New releases and updates come out frequently and the updates typically address important issues.
What is VirtualBox?
VirtualBox.org describes the virtual machine software in the following way:
“VirtualBox is a powerful x86 and AMD64/Intel64 virtualization product for enterprise as well as home use. Not only is VirtualBox an extremely feature rich, high performance product for enterprise customers, it is also the only professional solution that is freely available as Open Source Software under the terms of the GNU General Public License (GPL) version 2.
Presently, VirtualBox runs on Windows, Linux, Macintosh, and Solaris hosts and supports a large number of guest operating systems including but not limited to Windows (NT 4.0, 2000, XP, Server 2003, Vista, Windows 7, Windows 8), DOS/Windows 3.x, Linux (2.4, 2.6 and 3.x), Solaris and OpenSolaris, OS/2, and OpenBSD.”
What’s new in VirtualBox 5.0?
Here’s how Oracle described the improvements found in VirtualBox 5.0:
“Paravirtualization Support for Windows and Linux Guests:Significantly improves guest OS performance by leveraging built-in virtualization support on operating systems such as Oracle Linux 7 and Microsoft Windows 7 and newer.
Improved CPU Utilization: Exposes a broader set of CPU instructions to the guest OS, enabling applications to make use of the latest hardware instruction sets for maximum performance.
Support of USB 3.0 Devices: Guest operating systems can directly recognize USB 3.0 devices and operate at full 3.0 speeds. The guest OS can be configured to support USB 1.1, 2.0, and 3.0.

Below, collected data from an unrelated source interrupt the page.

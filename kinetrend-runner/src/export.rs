//! Reporting and export: JSON, CSV, and Markdown artifact generation.
//!
//! - **JSON**: full round-trip serialization of a [`RunReport`] with schema versioning
//! - **CSV**: per-instrument step tape, a per-run summary, and walk-forward steps
//! - **Markdown**: human-readable run summary
//!
//! Unknown (newer) schema versions are rejected on load.

use std::path::{Path, PathBuf};

use anyhow::{bail, Context, Result};

use crate::runner::{InstrumentResult, RunReport, SCHEMA_VERSION};
use crate::walk_forward::WalkForwardReport;

// ─── JSON export ────────────────────────────────────────────────────

pub fn export_json(report: &RunReport) -> Result<String> {
    serde_json::to_string_pretty(report).context("failed to serialize RunReport to JSON")
}

/// Deserialize a `RunReport` from JSON, rejecting unknown schema versions.
pub fn import_json(json: &str) -> Result<RunReport> {
    let report: RunReport =
        serde_json::from_str(json).context("failed to deserialize RunReport from JSON")?;
    if report.schema_version > SCHEMA_VERSION {
        bail!(
            "unsupported schema version {} (max supported: {})",
            report.schema_version,
            SCHEMA_VERSION
        );
    }
    Ok(report)
}

// ─── CSV export ─────────────────────────────────────────────────────

fn trend_cell(trend: Option<kinetrend_core::TrendLabel>) -> String {
    trend.map(|t| t.to_string()).unwrap_or_default()
}

/// One row per observation.
///
/// Columns: index, date, price, position, velocity, acceleration, position_std,
/// trend, signal, state, exposure, pnl, cumulative_pnl
pub fn export_signals_csv(result: &InstrumentResult) -> Result<String> {
    let mut wtr = csv::Writer::from_writer(vec![]);
    wtr.write_record([
        "index",
        "date",
        "price",
        "position",
        "velocity",
        "acceleration",
        "position_std",
        "trend",
        "signal",
        "state",
        "exposure",
        "pnl",
        "cumulative_pnl",
    ])?;

    for (i, state) in result.kinematics.iter().enumerate() {
        let date = result
            .dates
            .as_ref()
            .and_then(|d| d.get(i))
            .map(|d| d.to_string())
            .unwrap_or_default();
        wtr.write_record([
            &i.to_string(),
            &date,
            &format!("{:.6}", result.prices.get(i).copied().unwrap_or(f64::NAN)),
            &format!("{:.6}", state.position),
            &format!("{:.6}", state.velocity),
            &format!("{:.6}", state.acceleration),
            &format!("{:.6}", result.stdevs.get(i).map_or(f64::NAN, |s| s.position)),
            &trend_cell(result.trends.get(i).copied().flatten()),
            &result.signals.get(i).map(|s| format!("{s:?}")).unwrap_or_default(),
            &result.positions.get(i).map(|p| format!("{p:?}")).unwrap_or_default(),
            &format!("{}", result.exposure.get(i).copied().unwrap_or(0.0)),
            &format!("{:.8}", result.performance.pnl.get(i).copied().unwrap_or(0.0)),
            &format!("{:.8}", result.performance.cumulative.get(i).copied().unwrap_or(0.0)),
        ])?;
    }
    let data = wtr.into_inner().context("failed to flush CSV writer")?;
    String::from_utf8(data).context("CSV output is not valid UTF-8")
}

/// One row per instrument with the summary metrics.
pub fn export_summary_csv(report: &RunReport) -> Result<String> {
    let mut wtr = csv::Writer::from_writer(vec![]);
    wtr.write_record([
        "symbol",
        "observations",
        "synthetic",
        "em_iterations",
        "converged",
        "trades",
        "total_pnl",
        "sharpe",
        "final_rolling_sharpe",
        "max_drawdown",
        "time_in_market",
        "hit_rate",
        "spectral_components",
        "spectral_correlation",
    ])?;
    for r in &report.instruments {
        let m = &r.metrics;
        wtr.write_record([
            &r.symbol,
            &r.observations.to_string(),
            &r.synthetic.to_string(),
            &r.fit.iterations.to_string(),
            &r.fit.converged.to_string(),
            &m.trade_count.to_string(),
            &format!("{:.6}", m.total_pnl),
            &format!("{:.4}", m.sharpe),
            &format!("{:.4}", m.final_rolling_sharpe),
            &format!("{:.6}", m.max_drawdown),
            &format!("{:.4}", m.time_in_market),
            &format!("{:.4}", m.hit_rate),
            &r.spectral
                .as_ref()
                .map(|s| s.components.to_string())
                .unwrap_or_default(),
            &r.spectral
                .as_ref()
                .map(|s| format!("{:.4}", s.correlation_with_kca))
                .unwrap_or_default(),
        ])?;
    }
    let data = wtr.into_inner().context("failed to flush CSV writer")?;
    String::from_utf8(data).context("CSV output is not valid UTF-8")
}

/// One row per walk-forward step.
pub fn export_walk_forward_csv(report: &WalkForwardReport) -> Result<String> {
    let mut wtr = csv::Writer::from_writer(vec![]);
    wtr.write_record(["index", "last_observed", "predicted", "realized", "decision", "hit"])?;
    for s in &report.steps {
        wtr.write_record([
            &s.index.to_string(),
            &format!("{:.6}", s.last_observed),
            &format!("{:.6}", s.predicted),
            &format!("{:.6}", s.realized),
            &format!("{:?}", s.decision),
            &u8::from(s.hit).to_string(),
        ])?;
    }
    let data = wtr.into_inner().context("failed to flush CSV writer")?;
    String::from_utf8(data).context("CSV output is not valid UTF-8")
}

// ─── Artifact bundle ────────────────────────────────────────────────

/// Save the full artifact set for a run.
///
/// Creates `{name}_{run_id prefix}/` under `output_dir` containing:
/// - `manifest.json` — the full `RunReport`
/// - `summary.csv` — one row per instrument
/// - `{symbol}_signals.csv` — per-step tape for each instrument
///
/// Returns the path to the created directory.
pub fn save_artifacts(report: &RunReport, output_dir: &Path) -> Result<PathBuf> {
    let prefix = report.run_id.get(..12).unwrap_or(&report.run_id);
    let run_dir = output_dir.join(format!("{}_{}", report.config.name, prefix));
    std::fs::create_dir_all(&run_dir)
        .with_context(|| format!("failed to create artifact dir: {}", run_dir.display()))?;

    std::fs::write(run_dir.join("manifest.json"), export_json(report)?)?;
    std::fs::write(run_dir.join("summary.csv"), export_summary_csv(report)?)?;
    for r in &report.instruments {
        let path = run_dir.join(format!("{}_signals.csv", r.symbol));
        std::fs::write(&path, export_signals_csv(r)?)
            .with_context(|| format!("failed to write {}", path.display()))?;
    }
    tracing::info!(dir = %run_dir.display(), "artifacts saved");
    Ok(run_dir)
}

/// Load a `RunReport` from an artifact directory's manifest.json.
pub fn load_artifacts(dir: &Path) -> Result<RunReport> {
    let manifest_path = dir.join("manifest.json");
    let json = std::fs::read_to_string(&manifest_path)
        .with_context(|| format!("failed to read {}", manifest_path.display()))?;
    import_json(&json)
}

// ─── Markdown reports ───────────────────────────────────────────────

pub fn generate_report(report: &RunReport) -> String {
    let mut md = String::with_capacity(1024);
    md.push_str(&format!("# Run Report: {}\n\n", report.config.name));
    md.push_str(&format!("- **Run ID:** `{}`\n", report.run_id));
    md.push_str(&format!("- **Instruments:** {}\n\n", report.instruments.len()));

    md.push_str("| Symbol | Obs | Trades | Total P&L | Sharpe | Max DD | Spectral corr |\n");
    md.push_str("|--------|-----|--------|-----------|--------|--------|---------------|\n");
    for r in &report.instruments {
        let m = &r.metrics;
        let corr = r
            .spectral
            .as_ref()
            .map(|s| format!("{:.3}", s.correlation_with_kca))
            .unwrap_or_else(|| "-".into());
        md.push_str(&format!(
            "| {} | {} | {} | {:.2}% | {:.3} | {:.2}% | {} |\n",
            r.symbol,
            r.observations,
            m.trade_count,
            m.total_pnl * 100.0,
            m.sharpe,
            m.max_drawdown * 100.0,
            corr
        ));
    }

    let unconverged: Vec<&str> = report
        .instruments
        .iter()
        .filter(|r| !r.fit.converged)
        .map(|r| r.symbol.as_str())
        .collect();
    if !unconverged.is_empty() {
        md.push_str(&format!(
            "\n> EM hit its iteration ceiling for: {}\n",
            unconverged.join(", ")
        ));
    }
    md
}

Bi-Directional Drag and Drop Support for Windows: On all host platforms, Windows, Linux and Oracle Solaris guests now support “drag and drop” of content between the host and the guest. The drag and drop feature transparently allows copying or opening of files, directories, and more.
Disk Image Encryption: Data can be encrypted on virtual hard disk images transparently during runtime, using the industry standard AES algorithm with up to 256 bit data encryption keys (DEK). This helps ensure data is secure and encrypted at all times, whether the VM is sitting unused on a developer’s machine or server, or actively in use.”

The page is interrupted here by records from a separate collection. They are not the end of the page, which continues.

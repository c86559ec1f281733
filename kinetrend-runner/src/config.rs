//! Serializable run configuration, loaded from TOML.
//!
//! ```toml
//! name = "fx-majors"
//!
//! [estimator]
//! noise_seed = 0.001
//!
//! [signals]
//! lookback = 5
//!
//! [spectral]
//! min_alpha = 0.05
//!
//! [[instruments]]
//! symbol = "EURUSD"
//! source = { type = "csv", path = "data/eurusd.csv", column = "close" }
//!
//! [[instruments]]
//! symbol = "SINE"
//! source = { type = "periodic", periods = 10, nobs = 300, scale = 0.5, seed = 0 }
//! ```

use std::collections::BTreeSet;
use std::path::{Path, PathBuf};

use chrono::Duration;
use serde::{Deserialize, Serialize};
use thiserror::Error;

use kinetrend_core::kca::KineticConfig;
use kinetrend_core::signals::{Lookback, SignalPositionEngine, TrendClassifier};
use kinetrend_core::spectral::SpectralConfig;

/// Unique identifier for a run (content-addressable hash).
pub type RunId = String;

/// Lookback used when the config names neither `lookback` nor `lookback_days`.
pub const DEFAULT_LOOKBACK: usize = 5;

/// Default rolling window for metrics (one trading year).
pub const DEFAULT_METRICS_WINDOW: usize = 252;

#[derive(Debug, Error)]
pub enum ConfigError {
    #[error("failed to read config {path}: {source}")]
    Read {
        path: PathBuf,
        #[source]
        source: std::io::Error,
    },

    #[error("failed to parse config TOML: {0}")]
    Parse(#[from] toml::de::Error),

    #[error("invalid config: {0}")]
    Invalid(String),

    #[error("failed to serialize config: {0}")]
    Serialize(#[from] serde_json::Error),
}

/// Everything needed to reproduce a universe run.
#[derive(Debug, Clone, Serialize, Deserialize, PartialEq)]
pub struct RunConfig {
    pub name: String,

    pub estimator: KineticConfig,

    #[serde(default)]
    pub signals: SignalSettings,

    /// Spectral comparison; skipped when absent.
    #[serde(default)]
    pub spectral: Option<SpectralConfig>,

    #[serde(default)]
    pub metrics: MetricsSettings,

    pub instruments: Vec<InstrumentSpec>,
}

#[derive(Debug, Clone, Default, Serialize, Deserialize, PartialEq)]
#[serde(default)]
pub struct SignalSettings {
    /// Confirmation window in steps.
    pub lookback: Option<usize>,
    /// Confirmation window as a calendar span in days.
    pub lookback_days: Option<i64>,
    /// Dead band around zero for velocity and acceleration signs.
    pub epsilon: f64,
}

impl SignalSettings {
    pub fn lookback(&self) -> Result<Lookback, ConfigError> {
        match (self.lookback, self.lookback_days) {
            (Some(_), Some(_)) => Err(ConfigError::Invalid(
                "signals.lookback and signals.lookback_days are mutually exclusive".into(),
            )),
            (Some(steps), None) => Ok(Lookback::Steps(steps)),
            (None, Some(days)) => Duration::try_days(days).map(Lookback::Span).ok_or_else(|| {
                ConfigError::Invalid(format!("signals.lookback_days out of range: {days}"))
            }),
            (None, None) => Ok(Lookback::Steps(DEFAULT_LOOKBACK)),
        }
    }

    pub fn classifier(&self) -> TrendClassifier {
        TrendClassifier::new(self.epsilon)
    }

    pub fn engine(&self) -> Result<SignalPositionEngine, ConfigError> {
        SignalPositionEngine::new(self.lookback()?)
            .map_err(|e| ConfigError::Invalid(format!("signals: {e}")))
    }
}

#[derive(Debug, Clone, Serialize, Deserialize, PartialEq)]
#[serde(default)]
pub struct MetricsSettings {
    pub window: usize,
}

impl Default for MetricsSettings {
    fn default() -> Self {
        Self {
            window: DEFAULT_METRICS_WINDOW,
        }
    }
}

#[derive(Debug, Clone, Serialize, Deserialize, PartialEq)]
pub struct InstrumentSpec {
    pub symbol: String,
    pub source: SourceSpec,
}

/// Where an instrument's observations come from.
#[derive(Debug, Clone, Serialize, Deserialize, PartialEq)]
#[serde(tag = "type", rename_all = "snake_case")]
pub enum SourceSpec {
    /// Dated CSV: first column `%Y-%m-%d`, values from `column` or the second column.
    Csv {
        path: PathBuf,
        #[serde(default)]
        column: Option<String>,
    },

    /// Noisy sine, see [`kinetrend_core::synthetic::periodic`].
    Periodic {
        periods: usize,
        nobs: usize,
        scale: f64,
        #[serde(default)]
        seed: u64,
    },

    /// Geometric random walk, see [`kinetrend_core::synthetic::random_walk`].
    RandomWalk {
        n: usize,
        start: f64,
        #[serde(default)]
        drift: f64,
        vol: f64,
        #[serde(default)]
        seed: u64,
    },
}

impl SourceSpec {
    pub fn is_synthetic(&self) -> bool {
        !matches!(self, SourceSpec::Csv { .. })
    }
}

impl RunConfig {
    /// Load, resolve CSV paths relative to the file's directory, and validate.
    pub fn from_file(path: &Path) -> Result<Self, ConfigError> {
        let content = std::fs::read_to_string(path).map_err(|source| ConfigError::Read {
            path: path.to_path_buf(),
            source,
        })?;
        let mut config: Self = toml::from_str(&content)?;
        if let Some(base) = path.parent() {
            config.resolve_paths(base);
        }
        config.validate()?;
        Ok(config)
    }

    /// Parse and validate a TOML string.
    pub fn from_toml(content: &str) -> Result<Self, ConfigError> {
        let config: Self = toml::from_str(content)?;
        config.validate()?;
        Ok(config)
    }

    pub fn to_toml(&self) -> Result<String, ConfigError> {
        toml::to_string_pretty(self).map_err(|e| ConfigError::Invalid(e.to_string()))
    }

    /// Join relative CSV paths onto `base`.
    pub fn resolve_paths(&mut self, base: &Path) {
        for instrument in &mut self.instruments {
            if let SourceSpec::Csv { path, .. } = &mut instrument.source {
                if path.is_relative() {
                    *path = base.join(&*path);
                }
            }
        }
    }

    pub fn validate(&self) -> Result<(), ConfigError> {
        if self.instruments.is_empty() {
            return Err(ConfigError::Invalid("at least one instrument is required".into()));
        }
        let mut seen = BTreeSet::new();
        for instrument in &self.instruments {
            if instrument.symbol.trim().is_empty() {
                return Err(ConfigError::Invalid("instrument symbol is empty".into()));
            }
            if !seen.insert(instrument.symbol.as_str()) {
                return Err(ConfigError::Invalid(format!(
                    "duplicate instrument '{}'",
                    instrument.symbol
                )));
            }
        }

        self.estimator
            .validate()
            .map_err(|e| ConfigError::Invalid(format!("estimator: {e}")))?;
        if let Some(spectral) = &self.spectral {
            spectral
                .validate()
                .map_err(|e| ConfigError::Invalid(format!("spectral: {e}")))?;
        }
        if !(self.signals.epsilon.is_finite() && self.signals.epsilon >= 0.0) {
            return Err(ConfigError::Invalid(format!(
                "signals.epsilon must be finite and >= 0, got {}",
                self.signals.epsilon
            )));
        }
        self.signals.engine()?;
        if self.metrics.window < 2 {
            return Err(ConfigError::Invalid("metrics.window must be >= 2".into()));
        }
        Ok(())
    }

    /// BLAKE3 hash of the canonical JSON form.
    ///
    /// Two runs with identical configs share a RunId.
    pub fn run_id(&self) -> Result<RunId, ConfigError> {
        let json = serde_json::to_string(self)?;
        Ok(blake3::hash(json.as_bytes()).to_hex().to_string())
    }
}
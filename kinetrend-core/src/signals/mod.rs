//! From kinematics to trading decisions.
//!
//! [`classifier`] labels each step by the signs of velocity and acceleration;
//! [`engine`] confirms labels over a lookback window and tracks the single open
//! position of an instrument.

pub mod classifier;
pub mod engine;

pub use classifier::{classify, TrendClassifier};
pub use engine::{
    ClassificationError, Decision, EngineError, InstrumentState, Lookback, SignalPositionEngine,
    SignalTrack, StateError,
};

I always enjoy my conversations with Coekaerts. He sticks to the facts when he’s discussing technology. Seldom does he rely on hyperbole about the technology being “the best” or “crushing the competition.”

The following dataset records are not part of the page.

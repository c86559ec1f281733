//! Criterion benchmarks for KineTrend hot paths.
//!
//! Benchmarks:
//! 1. KCA fit (EM + smoother) at a fixed iteration budget
//! 2. Greedy spectral selection with and without a stopping level
//! 3. Signal/position engine over long trend sequences

use criterion::{black_box, criterion_group, criterion_main, BenchmarkId, Criterion};

use kinetrend_core::kca::{ConvergencePolicy, EmSettings, KineticConfig, KineticEstimator};
use kinetrend_core::signals::{SignalPositionEngine, TrendClassifier};
use kinetrend_core::spectral::{SpectralConfig, SpectralSelector};
use kinetrend_core::synthetic::periodic;
use kinetrend_core::Series;

// ── Helpers ──────────────────────────────────────────────────────────

fn make_series(n: usize) -> Series {
    let data = periodic(10, n, 0.5, 0);
    Series::new(data.t, data.observed).unwrap()
}

fn fixed_budget(iterations: usize) -> KineticConfig {
    KineticConfig::new(0.001).with_em(EmSettings {
        max_iterations: iterations,
        tolerance: 1e-12,
        on_non_convergence: ConvergencePolicy::Warn,
    })
}

// ── 1. KCA fit ───────────────────────────────────────────────────────

fn bench_kca_fit(c: &mut Criterion) {
    let mut group = c.benchmark_group("kca_fit");
    group.sample_size(20);

    for &n in &[100, 300, 1000] {
        let series = make_series(n);
        let estimator = KineticEstimator::new(fixed_budget(10));
        group.bench_with_input(BenchmarkId::new("em_10", n), &n, |b, _| {
            b.iter(|| estimator.fit(black_box(&series)))
        });
    }

    group.finish();
}

// ── 2. Spectral selection ────────────────────────────────────────────

fn bench_spectral(c: &mut Criterion) {
    let mut group = c.benchmark_group("spectral_select");
    group.sample_size(10);

    for &n in &[64, 300] {
        let series = make_series(n);
        let early = SpectralSelector::new(SpectralConfig::with_min_alpha(0.05));
        group.bench_with_input(BenchmarkId::new("alpha_0.05", n), &n, |b, _| {
            b.iter(|| early.select(black_box(series.values())))
        });
    }

    let series = make_series(64);
    let capped = SpectralSelector::new(SpectralConfig {
        min_alpha: None,
        max_components: Some(16),
    });
    group.bench_function("capped_16_of_64", |b| {
        b.iter(|| capped.select(black_box(series.values())))
    });

    group.finish();
}

// ── 3. Signal engine ─────────────────────────────────────────────────

fn bench_engine(c: &mut Criterion) {
    let mut group = c.benchmark_group("signal_engine");
    let classifier = TrendClassifier::default();

    for &n in &[2520, 25200] {
        let trends: Vec<_> = (0..n)
            .map(|i| {
                let t = i as f64 * 0.05;
                classifier.classify(t.cos(), -t.sin())
            })
            .collect();
        let engine = SignalPositionEngine::new(5).unwrap();
        group.bench_with_input(BenchmarkId::new("lookback_5", n), &n, |b, _| {
            b.iter(|| engine.run(black_box(&trends)))
        });
    }

    group.finish();
}

criterion_group!(benches, bench_kca_fit, bench_spectral, bench_engine);
criterion_main!(benches);
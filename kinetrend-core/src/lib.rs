//! KineTrend Core — kinetic component analysis and the trading logic built on it.
//!
//! - Observation series and kinematic domain types
//! - Kinetic Component Analysis: EM-fitted constant-acceleration smoother with forecasts
//! - Greedy Fourier frequency selection with a Ljung–Box stopping rule
//! - Trend classification and the per-instrument signal/position state machine
//! - KCA alpha strategies and one-step forecast signals
//! - Deterministic synthetic data
//!
//! Everything here is pure computation; loading, orchestration and reporting live in
//! `kinetrend-runner`.

pub mod alpha;
pub mod domain;
pub mod forecast;
pub mod kca;
pub mod signals;
pub mod spectral;
pub mod stats;
pub mod synthetic;

pub use domain::{
    KinematicCovariance, KinematicState, PositionState, Series, SeriesError, Signal, TrendLabel,
};
pub use kca::{EstimationError, KineticConfig, KineticEstimator, KineticFit};
pub use signals::{classify, EngineError, Lookback, SignalPositionEngine, SignalTrack, TrendClassifier};
pub use spectral::{SelectionError, SpectralConfig, SpectralReconstruction, SpectralSelector};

VirtualBox has been the mainstay of developers for client, server and cloud-based applications. It is quite easy to use, offers amazing amounts of power for the price (a free download), and supports quite a number of different operating environments.
I’ve also have spoken with developers at large organizations that are encapsulating corporate applications and data in VirtualBox virtual machines so that they can be safely deployed on staff, consultant or customer owned equipment.
The improvements found in version 5.0 are likely to be seen as useful by the VirtualBox audience. The BYOD crowd is going to be very happy about the speedy full disk encryption capabilities of the product. End users are going to be pleased by the drag and drop capabilities which will make it far easier to move data into and out of virtual machines.
Give it a try and I’m sure you’ll find it both powerful and useful.